* Goal of the exercise:
Look for the word "parameters" in the entries below, then copy every line that has it.

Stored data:
+---+
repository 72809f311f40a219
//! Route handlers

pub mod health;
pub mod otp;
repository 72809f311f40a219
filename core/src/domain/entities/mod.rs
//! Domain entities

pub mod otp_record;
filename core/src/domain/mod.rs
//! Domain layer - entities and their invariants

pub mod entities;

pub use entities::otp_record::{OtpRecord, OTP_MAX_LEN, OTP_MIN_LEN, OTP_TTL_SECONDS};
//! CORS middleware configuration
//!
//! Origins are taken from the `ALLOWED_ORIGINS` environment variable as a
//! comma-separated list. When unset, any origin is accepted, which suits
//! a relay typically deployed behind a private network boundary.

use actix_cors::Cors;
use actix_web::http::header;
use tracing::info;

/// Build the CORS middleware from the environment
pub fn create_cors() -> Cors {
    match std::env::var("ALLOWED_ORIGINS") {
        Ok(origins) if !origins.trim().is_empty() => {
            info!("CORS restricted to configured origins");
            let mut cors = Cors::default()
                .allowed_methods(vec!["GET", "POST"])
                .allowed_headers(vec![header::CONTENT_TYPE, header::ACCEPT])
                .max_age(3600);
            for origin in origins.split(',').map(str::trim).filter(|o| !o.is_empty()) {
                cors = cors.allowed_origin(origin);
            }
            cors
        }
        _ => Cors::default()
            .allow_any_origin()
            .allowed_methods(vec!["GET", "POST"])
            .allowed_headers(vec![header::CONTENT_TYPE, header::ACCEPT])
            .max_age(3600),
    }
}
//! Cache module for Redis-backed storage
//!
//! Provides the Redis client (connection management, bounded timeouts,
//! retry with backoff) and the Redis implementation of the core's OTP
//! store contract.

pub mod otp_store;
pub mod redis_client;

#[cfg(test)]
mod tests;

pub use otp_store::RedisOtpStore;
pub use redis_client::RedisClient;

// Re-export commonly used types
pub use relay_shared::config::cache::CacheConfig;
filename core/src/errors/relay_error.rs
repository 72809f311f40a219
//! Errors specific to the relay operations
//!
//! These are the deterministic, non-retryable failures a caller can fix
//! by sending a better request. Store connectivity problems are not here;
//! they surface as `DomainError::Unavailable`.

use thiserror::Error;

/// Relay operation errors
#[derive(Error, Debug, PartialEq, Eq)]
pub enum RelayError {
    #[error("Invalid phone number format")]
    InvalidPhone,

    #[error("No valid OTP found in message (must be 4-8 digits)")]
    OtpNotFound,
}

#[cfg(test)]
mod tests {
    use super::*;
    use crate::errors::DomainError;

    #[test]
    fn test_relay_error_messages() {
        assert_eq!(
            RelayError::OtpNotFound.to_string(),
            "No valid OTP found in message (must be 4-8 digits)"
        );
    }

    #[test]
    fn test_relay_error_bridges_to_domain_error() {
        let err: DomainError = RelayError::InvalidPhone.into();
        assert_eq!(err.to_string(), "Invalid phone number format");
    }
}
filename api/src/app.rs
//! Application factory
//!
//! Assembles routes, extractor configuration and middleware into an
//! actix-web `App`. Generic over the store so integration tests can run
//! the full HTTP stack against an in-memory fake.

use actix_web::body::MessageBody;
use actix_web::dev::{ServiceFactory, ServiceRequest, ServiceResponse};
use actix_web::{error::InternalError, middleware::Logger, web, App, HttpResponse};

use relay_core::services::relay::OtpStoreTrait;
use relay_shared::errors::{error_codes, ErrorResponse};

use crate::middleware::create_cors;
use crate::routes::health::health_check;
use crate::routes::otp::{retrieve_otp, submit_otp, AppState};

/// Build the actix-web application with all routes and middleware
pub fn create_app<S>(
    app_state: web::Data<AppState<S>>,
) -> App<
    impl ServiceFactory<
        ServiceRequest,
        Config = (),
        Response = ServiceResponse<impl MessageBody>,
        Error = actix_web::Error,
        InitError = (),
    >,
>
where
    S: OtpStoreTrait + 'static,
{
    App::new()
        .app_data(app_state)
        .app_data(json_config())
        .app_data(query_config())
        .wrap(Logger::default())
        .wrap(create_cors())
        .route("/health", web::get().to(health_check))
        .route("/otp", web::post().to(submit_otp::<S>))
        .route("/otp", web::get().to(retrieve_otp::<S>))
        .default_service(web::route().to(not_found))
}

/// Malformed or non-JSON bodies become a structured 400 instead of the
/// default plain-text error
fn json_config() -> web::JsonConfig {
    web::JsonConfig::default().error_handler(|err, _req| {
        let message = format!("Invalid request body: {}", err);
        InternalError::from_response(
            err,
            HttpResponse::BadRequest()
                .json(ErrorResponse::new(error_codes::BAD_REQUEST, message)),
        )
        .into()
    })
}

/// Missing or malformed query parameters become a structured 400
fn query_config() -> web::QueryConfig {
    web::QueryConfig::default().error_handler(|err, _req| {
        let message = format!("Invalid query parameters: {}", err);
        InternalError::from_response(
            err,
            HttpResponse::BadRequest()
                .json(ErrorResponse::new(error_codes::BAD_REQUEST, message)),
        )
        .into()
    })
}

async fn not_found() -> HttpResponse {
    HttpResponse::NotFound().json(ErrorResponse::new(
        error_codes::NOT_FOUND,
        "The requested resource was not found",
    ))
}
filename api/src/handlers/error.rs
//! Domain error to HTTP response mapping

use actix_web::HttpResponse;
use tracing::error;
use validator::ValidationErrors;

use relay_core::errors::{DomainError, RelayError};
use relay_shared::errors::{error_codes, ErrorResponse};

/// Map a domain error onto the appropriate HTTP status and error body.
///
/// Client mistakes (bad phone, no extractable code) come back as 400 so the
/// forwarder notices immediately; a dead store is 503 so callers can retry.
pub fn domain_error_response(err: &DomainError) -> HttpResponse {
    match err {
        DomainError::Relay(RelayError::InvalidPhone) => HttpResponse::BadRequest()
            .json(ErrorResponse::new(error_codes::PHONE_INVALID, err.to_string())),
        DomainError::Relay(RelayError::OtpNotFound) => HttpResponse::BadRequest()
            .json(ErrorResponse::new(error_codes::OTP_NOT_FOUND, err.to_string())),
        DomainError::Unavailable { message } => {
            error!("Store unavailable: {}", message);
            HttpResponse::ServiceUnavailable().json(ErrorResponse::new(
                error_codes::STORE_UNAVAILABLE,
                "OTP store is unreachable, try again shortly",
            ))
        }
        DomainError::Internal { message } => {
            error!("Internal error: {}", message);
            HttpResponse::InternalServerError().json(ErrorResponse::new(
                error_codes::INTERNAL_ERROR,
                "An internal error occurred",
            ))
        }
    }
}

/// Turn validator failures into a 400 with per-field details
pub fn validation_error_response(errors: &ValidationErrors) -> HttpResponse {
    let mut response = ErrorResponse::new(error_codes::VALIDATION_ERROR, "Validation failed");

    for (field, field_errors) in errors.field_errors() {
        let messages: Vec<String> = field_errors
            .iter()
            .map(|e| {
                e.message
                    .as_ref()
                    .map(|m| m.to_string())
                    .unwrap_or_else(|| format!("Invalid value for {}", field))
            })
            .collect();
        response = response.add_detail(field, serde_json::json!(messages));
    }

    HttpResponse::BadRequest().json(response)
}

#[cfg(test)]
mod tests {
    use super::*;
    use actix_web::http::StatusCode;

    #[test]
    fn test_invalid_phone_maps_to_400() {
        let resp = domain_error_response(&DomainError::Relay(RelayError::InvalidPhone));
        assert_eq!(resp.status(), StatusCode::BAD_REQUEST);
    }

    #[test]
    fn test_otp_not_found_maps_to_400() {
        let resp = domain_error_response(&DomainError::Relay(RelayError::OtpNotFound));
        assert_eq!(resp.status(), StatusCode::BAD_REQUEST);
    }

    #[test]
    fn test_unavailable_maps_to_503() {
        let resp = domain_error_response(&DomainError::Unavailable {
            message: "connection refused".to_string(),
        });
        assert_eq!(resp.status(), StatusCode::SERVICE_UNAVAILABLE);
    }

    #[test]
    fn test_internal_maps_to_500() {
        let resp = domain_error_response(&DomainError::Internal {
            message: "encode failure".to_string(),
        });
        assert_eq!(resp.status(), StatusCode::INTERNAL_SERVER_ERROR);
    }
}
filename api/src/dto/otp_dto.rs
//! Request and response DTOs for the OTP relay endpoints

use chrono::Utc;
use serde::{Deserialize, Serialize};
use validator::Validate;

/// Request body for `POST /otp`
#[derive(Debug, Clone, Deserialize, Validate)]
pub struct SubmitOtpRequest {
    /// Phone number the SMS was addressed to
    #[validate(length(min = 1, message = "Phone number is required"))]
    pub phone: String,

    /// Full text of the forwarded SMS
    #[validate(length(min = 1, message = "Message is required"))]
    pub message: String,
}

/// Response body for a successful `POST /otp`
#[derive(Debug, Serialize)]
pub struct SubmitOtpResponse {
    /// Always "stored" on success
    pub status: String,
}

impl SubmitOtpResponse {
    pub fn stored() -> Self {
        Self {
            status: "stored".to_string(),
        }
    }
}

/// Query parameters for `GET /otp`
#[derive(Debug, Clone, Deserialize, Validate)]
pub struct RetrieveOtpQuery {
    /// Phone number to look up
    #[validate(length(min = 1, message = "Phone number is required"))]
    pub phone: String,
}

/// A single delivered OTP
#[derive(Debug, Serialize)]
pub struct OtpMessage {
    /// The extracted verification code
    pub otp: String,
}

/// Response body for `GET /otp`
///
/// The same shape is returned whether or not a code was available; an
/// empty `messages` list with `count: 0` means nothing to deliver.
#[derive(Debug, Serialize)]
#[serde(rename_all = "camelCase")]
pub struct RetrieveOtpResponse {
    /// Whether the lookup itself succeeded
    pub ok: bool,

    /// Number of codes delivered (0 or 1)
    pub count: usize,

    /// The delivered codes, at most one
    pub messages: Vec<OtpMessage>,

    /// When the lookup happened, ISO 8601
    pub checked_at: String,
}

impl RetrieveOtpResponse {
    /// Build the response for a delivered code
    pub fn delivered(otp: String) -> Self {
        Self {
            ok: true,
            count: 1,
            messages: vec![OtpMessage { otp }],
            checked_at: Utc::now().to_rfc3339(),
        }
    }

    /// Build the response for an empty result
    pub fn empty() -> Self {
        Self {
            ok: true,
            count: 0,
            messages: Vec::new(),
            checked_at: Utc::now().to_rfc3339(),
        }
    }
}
+---+
* Completed exercise:
/// Missing or malformed query parameters become a structured 400
        let message = format!("Invalid query parameters: {}", err);
/// Query parameters for `GET /otp`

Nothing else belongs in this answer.